[Exercise brief]:
Your answer is the listing, printed exactly as given.

[Data for this exercise]:
// SPDX-License-Identifier: Apache-2.0
// © James Ross Ω FLYING•ROBOTS <https://github.com/flyingrobots>
//! Bound handles: a node id paired with the graph that owns it.
use std::fmt;

use crate::error::GraphError;
use crate::graph::Graph;
use crate::hierarchy::ChildQuery;
use crate::ident::NodeId;
use crate::literal::Literal;
use crate::record::NodeRecord;

/// Read-only view of one node through its owning graph.
///
/// Construction checks liveness once; later calls still go through the
/// graph, so a view never outlives the borrow it was created from.
#[derive(Clone, Copy)]
pub struct BoundNode<'g> {
    graph: &'g Graph,
    id: NodeId,
}

impl<'g> BoundNode<'g> {
    /// Handle of the node.
    #[must_use]
    pub fn id(&self) -> NodeId {
        self.id
    }

    /// Owning graph.
    #[must_use]
    pub fn graph(&self) -> &'g Graph {
        self.graph
    }

    /// Node record.
    pub fn record(&self) -> Result<&'g NodeRecord, GraphError> {
        self.graph.node(self.id)
    }

    /// Attribute value.
    #[must_use]
    pub fn attr(&self, key: &str) -> Option<&'g Literal> {
        self.graph.node(self.id).ok().and_then(|r| r.attr(key))
    }

    /// Full dotted name.
    pub fn full_name(&self) -> Result<String, GraphError> {
        self.graph.full_name(self.id)
    }

    /// Owner, bound to the same graph.
    #[must_use]
    pub fn parent(&self) -> Option<Self> {
        self.graph.parent_of(self.id).map(|id| self.rebind(id))
    }

    /// Direct child named `name`.
    #[must_use]
    pub fn child(&self, name: &str) -> Option<Self> {
        self.graph.child_by_name(self.id, name).map(|id| self.rebind(id))
    }

    /// Follows a dotted path of child names.
    #[must_use]
    pub fn at(&self, dotted: &str) -> Option<Self> {
        let sep = self.graph.config().name_separator;
        self.graph
            .descend(self.id, dotted.split(sep).filter(|s| !s.is_empty()))
            .map(|id| self.rebind(id))
    }

    /// Children selected by `query`.
    pub fn children(&self, query: &ChildQuery<'_>) -> Result<Vec<Self>, GraphError> {
        Ok(self
            .graph
            .get_children(self.id, query)?
            .into_iter()
            .map(|id| self.rebind(id))
            .collect())
    }

    /// Type node of this instance.
    #[must_use]
    pub fn type_of(&self) -> Option<Self> {
        self.graph.type_of(self.id).map(|id| self.rebind(id))
    }

    /// Nodes on the same interface bus.
    pub fn connected(&self) -> Result<Vec<Self>, GraphError> {
        Ok(self
            .graph
            .connected_interfaces(self.id)?
            .into_iter()
            .map(|id| self.rebind(id))
            .collect())
    }

    fn rebind(&self, id: NodeId) -> Self {
        Self {
            graph: self.graph,
            id,
        }
    }
}

impl PartialEq for BoundNode<'_> {
    fn eq(&self, other: &Self) -> bool {
        std::ptr::eq(self.graph, other.graph) && self.id == other.id
    }
}

impl Eq for BoundNode<'_> {}

impl fmt::Debug for BoundNode<'_> {
    fn fmt(&self, f: &mut fmt::Formatter<'_>) -> fmt::Result {
        match self.graph.full_name(self.id) {
            Ok(name) => write!(f, "<{name}@{}>", self.id),
            Err(_) => write!(f, "<dead@{}>", self.id),
        }
    }
}

impl Graph {
    /// Binds `id` to this graph.
    pub fn bind(&self, id: NodeId) -> Result<BoundNode<'_>, GraphError> {
        self.check_node(id)?;
        Ok(BoundNode { graph: self, id })
    }
}

#[cfg(test)]
mod tests {
    #![allow(clippy::expect_used)]
    use super::*;

    #[test]
    fn bound_nodes_navigate_without_the_graph_argument() {
        let mut g = Graph::new();
        let top = g.hold(NodeRecord::new("App").with_label("app"));
        let r = g.hold(NodeRecord::new("Resistor").with_attr("resistance", 1000_i64));
        let p = g.hold(NodeRecord::new("Electrical"));
        g.attach(top, r, "r1").expect("r1");
        g.attach(r, p, "p1").expect("p1");

        let app = g.bind(top).expect("bind");
        let pin = app.at("r1.p1").expect("path");
        assert_eq!(pin.id(), p);
        assert_eq!(pin.full_name().expect("name"), "app.r1.p1");
        let res = pin.parent().expect("parent");
        assert_eq!(res.attr("resistance").and_then(Literal::as_int), Some(1000));
        assert_eq!(res.parent(), Some(app));
        assert!(app.child("missing").is_none());
        assert_eq!(format!("{res:?}"), format!("<app.r1@{r}>"));
    }
}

[Answer to this task]:
// SPDX-License-Identifier: Apache-2.0
// © James Ross Ω FLYING•ROBOTS <https://github.com/flyingrobots>
//! Bound handles: a node id paired with the graph that owns it.
use std::fmt;

use crate::error::GraphError;
use crate::graph::Graph;
use crate::hierarchy::ChildQuery;
use crate::ident::NodeId;
use crate::literal::Literal;
use crate::record::NodeRecord;

/// Read-only view of one node through its owning graph.
///
/// Construction checks liveness once; later calls still go through the
/// graph, so a view never outlives the borrow it was created from.
#[derive(Clone, Copy)]
pub struct BoundNode<'g> {
    graph: &'g Graph,
    id: NodeId,
}

impl<'g> BoundNode<'g> {
    /// Handle of the node.
    #[must_use]
    pub fn id(&self) -> NodeId {
        self.id
    }

    /// Owning graph.
    #[must_use]
    pub fn graph(&self) -> &'g Graph {
        self.graph
    }

    /// Node record.
    pub fn record(&self) -> Result<&'g NodeRecord, GraphError> {
        self.graph.node(self.id)
    }

    /// Attribute value.
    #[must_use]
    pub fn attr(&self, key: &str) -> Option<&'g Literal> {
        self.graph.node(self.id).ok().and_then(|r| r.attr(key))
    }

    /// Full dotted name.
    pub fn full_name(&self) -> Result<String, GraphError> {
        self.graph.full_name(self.id)
    }

    /// Owner, bound to the same graph.
    #[must_use]
    pub fn parent(&self) -> Option<Self> {
        self.graph.parent_of(self.id).map(|id| self.rebind(id))
    }

    /// Direct child named `name`.
    #[must_use]
    pub fn child(&self, name: &str) -> Option<Self> {
        self.graph.child_by_name(self.id, name).map(|id| self.rebind(id))
    }

    /// Follows a dotted path of child names.
    #[must_use]
    pub fn at(&self, dotted: &str) -> Option<Self> {
        let sep = self.graph.config().name_separator;
        self.graph
            .descend(self.id, dotted.split(sep).filter(|s| !s.is_empty()))
            .map(|id| self.rebind(id))
    }

    /// Children selected by `query`.
    pub fn children(&self, query: &ChildQuery<'_>) -> Result<Vec<Self>, GraphError> {
        Ok(self
            .graph
            .get_children(self.id, query)?
            .into_iter()
            .map(|id| self.rebind(id))
            .collect())
    }

    /// Type node of this instance.
    #[must_use]
    pub fn type_of(&self) -> Option<Self> {
        self.graph.type_of(self.id).map(|id| self.rebind(id))
    }

    /// Nodes on the same interface bus.
    pub fn connected(&self) -> Result<Vec<Self>, GraphError> {
        Ok(self
            .graph
            .connected_interfaces(self.id)?
            .into_iter()
            .map(|id| self.rebind(id))
            .collect())
    }

    fn rebind(&self, id: NodeId) -> Self {
        Self {
            graph: self.graph,
            id,
        }
    }
}

impl PartialEq for BoundNode<'_> {
    fn eq(&self, other: &Self) -> bool {
        std::ptr::eq(self.graph, other.graph) && self.id == other.id
    }
}

impl Eq for BoundNode<'_> {}

impl fmt::Debug for BoundNode<'_> {
    fn fmt(&self, f: &mut fmt::Formatter<'_>) -> fmt::Result {
        match self.graph.full_name(self.id) {
            Ok(name) => write!(f, "<{name}@{}>", self.id),
            Err(_) => write!(f, "<dead@{}>", self.id),
        }
    }
}

impl Graph {
    /// Binds `id` to this graph.
    pub fn bind(&self, id: NodeId) -> Result<BoundNode<'_>, GraphError> {
        self.check_node(id)?;
        Ok(BoundNode { graph: self, id })
    }
}

#[cfg(test)]
mod tests {
    #![allow(clippy::expect_used)]
    use super::*;

    #[test]
    fn bound_nodes_navigate_without_the_graph_argument() {
        let mut g = Graph::new();
        let top = g.hold(NodeRecord::new("App").with_label("app"));
        let r = g.hold(NodeRecord::new("Resistor").with_attr("resistance", 1000_i64));
        let p = g.hold(NodeRecord::new("Electrical"));
        g.attach(top, r, "r1").expect("r1");
        g.attach(r, p, "p1").expect("p1");

        let app = g.bind(top).expect("bind");
        let pin = app.at("r1.p1").expect("path");
        assert_eq!(pin.id(), p);
        assert_eq!(pin.full_name().expect("name"), "app.r1.p1");
        let res = pin.parent().expect("parent");
        assert_eq!(res.attr("resistance").and_then(Literal::as_int), Some(1000));
        assert_eq!(res.parent(), Some(app));
        assert!(app.child("missing").is_none());
        assert_eq!(format!("{res:?}"), format!("<app.r1@{r}>"));
    }
}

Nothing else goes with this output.